*** Opening of Data ***

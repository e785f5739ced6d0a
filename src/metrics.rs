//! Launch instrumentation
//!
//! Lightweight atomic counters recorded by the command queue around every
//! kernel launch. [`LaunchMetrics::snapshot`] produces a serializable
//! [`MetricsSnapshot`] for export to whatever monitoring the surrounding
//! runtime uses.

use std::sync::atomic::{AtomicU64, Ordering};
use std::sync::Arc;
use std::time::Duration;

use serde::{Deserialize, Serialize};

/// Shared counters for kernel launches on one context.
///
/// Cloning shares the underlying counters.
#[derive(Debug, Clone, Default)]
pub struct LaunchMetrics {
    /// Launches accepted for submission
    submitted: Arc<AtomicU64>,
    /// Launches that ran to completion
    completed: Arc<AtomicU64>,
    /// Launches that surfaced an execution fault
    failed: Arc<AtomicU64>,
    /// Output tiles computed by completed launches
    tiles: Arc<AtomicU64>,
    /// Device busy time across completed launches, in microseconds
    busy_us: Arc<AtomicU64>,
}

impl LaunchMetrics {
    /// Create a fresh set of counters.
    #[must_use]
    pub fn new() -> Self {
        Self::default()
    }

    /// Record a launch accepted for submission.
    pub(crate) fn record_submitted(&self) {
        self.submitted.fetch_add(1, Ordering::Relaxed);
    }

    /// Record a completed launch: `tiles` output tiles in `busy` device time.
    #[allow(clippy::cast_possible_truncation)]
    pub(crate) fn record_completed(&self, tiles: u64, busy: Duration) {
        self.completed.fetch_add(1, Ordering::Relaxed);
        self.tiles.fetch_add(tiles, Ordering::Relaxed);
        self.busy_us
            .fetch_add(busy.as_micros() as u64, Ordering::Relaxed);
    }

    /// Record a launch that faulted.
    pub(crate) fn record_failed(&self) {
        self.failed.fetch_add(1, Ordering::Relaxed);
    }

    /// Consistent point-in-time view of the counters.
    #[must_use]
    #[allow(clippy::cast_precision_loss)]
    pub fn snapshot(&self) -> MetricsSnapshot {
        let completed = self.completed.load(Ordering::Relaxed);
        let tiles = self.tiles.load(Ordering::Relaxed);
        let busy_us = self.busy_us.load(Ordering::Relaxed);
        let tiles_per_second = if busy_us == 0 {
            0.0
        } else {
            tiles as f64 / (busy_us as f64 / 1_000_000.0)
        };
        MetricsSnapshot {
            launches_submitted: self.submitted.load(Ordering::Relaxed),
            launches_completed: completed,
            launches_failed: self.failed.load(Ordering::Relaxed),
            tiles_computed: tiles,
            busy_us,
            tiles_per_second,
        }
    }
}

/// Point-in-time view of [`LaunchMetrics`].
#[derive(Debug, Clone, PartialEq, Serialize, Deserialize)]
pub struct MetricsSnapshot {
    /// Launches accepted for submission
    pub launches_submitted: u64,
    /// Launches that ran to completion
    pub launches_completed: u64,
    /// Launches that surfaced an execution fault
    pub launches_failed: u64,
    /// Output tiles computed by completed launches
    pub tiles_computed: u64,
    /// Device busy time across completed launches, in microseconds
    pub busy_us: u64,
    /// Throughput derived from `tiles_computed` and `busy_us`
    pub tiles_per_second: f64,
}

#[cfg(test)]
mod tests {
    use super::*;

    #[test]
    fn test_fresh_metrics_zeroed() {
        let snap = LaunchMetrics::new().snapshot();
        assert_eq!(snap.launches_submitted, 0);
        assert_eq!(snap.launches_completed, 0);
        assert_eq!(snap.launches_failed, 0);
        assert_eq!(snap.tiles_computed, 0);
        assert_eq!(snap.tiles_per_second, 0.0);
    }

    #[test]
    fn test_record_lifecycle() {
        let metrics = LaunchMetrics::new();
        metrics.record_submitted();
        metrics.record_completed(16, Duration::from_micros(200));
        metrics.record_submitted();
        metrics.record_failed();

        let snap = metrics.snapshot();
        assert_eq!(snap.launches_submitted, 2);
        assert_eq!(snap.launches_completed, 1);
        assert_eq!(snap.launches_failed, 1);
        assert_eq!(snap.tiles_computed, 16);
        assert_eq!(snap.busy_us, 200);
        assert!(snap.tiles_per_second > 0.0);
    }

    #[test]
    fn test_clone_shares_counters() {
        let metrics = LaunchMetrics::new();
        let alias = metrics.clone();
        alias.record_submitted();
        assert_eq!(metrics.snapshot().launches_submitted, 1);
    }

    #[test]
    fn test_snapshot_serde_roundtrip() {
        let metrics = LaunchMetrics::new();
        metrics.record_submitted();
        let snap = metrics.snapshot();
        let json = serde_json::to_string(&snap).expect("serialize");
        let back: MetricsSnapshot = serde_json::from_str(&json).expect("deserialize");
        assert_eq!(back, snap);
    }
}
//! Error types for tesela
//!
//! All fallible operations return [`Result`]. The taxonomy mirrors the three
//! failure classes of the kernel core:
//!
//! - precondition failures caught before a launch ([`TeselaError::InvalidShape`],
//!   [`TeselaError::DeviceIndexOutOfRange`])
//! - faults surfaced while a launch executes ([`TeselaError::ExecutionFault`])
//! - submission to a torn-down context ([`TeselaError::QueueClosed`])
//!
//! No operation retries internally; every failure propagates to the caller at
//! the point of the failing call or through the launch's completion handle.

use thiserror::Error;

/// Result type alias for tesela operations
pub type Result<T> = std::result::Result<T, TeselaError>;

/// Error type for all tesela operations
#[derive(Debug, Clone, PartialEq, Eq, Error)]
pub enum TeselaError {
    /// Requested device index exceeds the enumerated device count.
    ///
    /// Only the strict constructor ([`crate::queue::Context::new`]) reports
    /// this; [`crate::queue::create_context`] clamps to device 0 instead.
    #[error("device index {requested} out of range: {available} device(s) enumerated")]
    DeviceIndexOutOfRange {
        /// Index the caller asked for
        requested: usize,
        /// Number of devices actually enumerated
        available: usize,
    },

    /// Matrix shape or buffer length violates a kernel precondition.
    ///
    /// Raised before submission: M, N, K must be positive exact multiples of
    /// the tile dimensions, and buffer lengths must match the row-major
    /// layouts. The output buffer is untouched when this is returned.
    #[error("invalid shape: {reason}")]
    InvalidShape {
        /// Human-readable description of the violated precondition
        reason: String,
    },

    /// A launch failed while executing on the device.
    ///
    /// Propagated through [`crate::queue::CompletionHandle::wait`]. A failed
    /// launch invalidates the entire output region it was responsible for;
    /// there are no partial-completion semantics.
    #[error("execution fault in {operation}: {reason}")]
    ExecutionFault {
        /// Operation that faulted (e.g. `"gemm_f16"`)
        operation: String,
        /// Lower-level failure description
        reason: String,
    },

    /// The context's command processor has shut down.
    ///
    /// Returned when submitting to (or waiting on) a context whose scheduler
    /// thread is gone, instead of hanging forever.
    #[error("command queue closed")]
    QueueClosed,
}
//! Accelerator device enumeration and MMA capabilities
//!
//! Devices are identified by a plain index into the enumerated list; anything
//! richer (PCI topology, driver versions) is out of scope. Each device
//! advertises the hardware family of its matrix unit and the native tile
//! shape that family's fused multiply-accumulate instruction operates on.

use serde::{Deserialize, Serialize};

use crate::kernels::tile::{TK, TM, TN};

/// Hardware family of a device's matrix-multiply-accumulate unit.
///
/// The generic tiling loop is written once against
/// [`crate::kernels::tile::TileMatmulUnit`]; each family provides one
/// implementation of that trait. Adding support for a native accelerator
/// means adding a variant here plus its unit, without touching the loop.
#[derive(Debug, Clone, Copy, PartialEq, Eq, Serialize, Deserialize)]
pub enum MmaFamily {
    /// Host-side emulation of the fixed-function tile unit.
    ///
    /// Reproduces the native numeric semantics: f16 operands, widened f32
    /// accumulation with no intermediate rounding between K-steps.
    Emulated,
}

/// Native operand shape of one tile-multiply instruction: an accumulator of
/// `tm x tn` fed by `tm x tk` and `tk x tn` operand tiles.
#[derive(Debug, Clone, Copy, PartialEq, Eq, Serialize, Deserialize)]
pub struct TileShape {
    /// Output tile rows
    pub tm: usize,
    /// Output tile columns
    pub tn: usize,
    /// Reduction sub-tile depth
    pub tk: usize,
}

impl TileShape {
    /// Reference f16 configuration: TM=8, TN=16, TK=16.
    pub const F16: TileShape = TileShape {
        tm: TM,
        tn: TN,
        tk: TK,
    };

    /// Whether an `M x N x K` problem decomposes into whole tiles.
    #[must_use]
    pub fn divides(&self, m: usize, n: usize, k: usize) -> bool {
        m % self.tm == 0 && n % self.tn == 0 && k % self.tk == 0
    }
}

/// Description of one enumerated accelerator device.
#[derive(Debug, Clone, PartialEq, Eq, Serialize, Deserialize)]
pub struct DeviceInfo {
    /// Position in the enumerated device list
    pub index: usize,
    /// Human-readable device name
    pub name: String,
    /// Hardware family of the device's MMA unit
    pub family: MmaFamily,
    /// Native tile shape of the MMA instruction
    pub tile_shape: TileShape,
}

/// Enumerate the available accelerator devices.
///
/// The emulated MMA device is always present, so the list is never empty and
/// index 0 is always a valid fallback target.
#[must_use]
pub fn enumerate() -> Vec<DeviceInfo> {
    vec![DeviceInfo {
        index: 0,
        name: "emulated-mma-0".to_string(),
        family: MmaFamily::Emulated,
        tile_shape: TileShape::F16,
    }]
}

*** Close of Data ***

▶ **Problem**: Beginning with the first line of the entries, repeat each line exactly until you have reproduced the one containing "use std::time::Duration;", and add nothing further.

▶ **Result of the exercise**:
repository e785f5739ced6d0a
filename src/metrics.rs
//! Launch instrumentation
//!
//! Lightweight atomic counters recorded by the command queue around every
//! kernel launch. [`LaunchMetrics::snapshot`] produces a serializable
//! [`MetricsSnapshot`] for export to whatever monitoring the surrounding
//! runtime uses.

use std::sync::atomic::{AtomicU64, Ordering};
use std::sync::Arc;
use std::time::Duration;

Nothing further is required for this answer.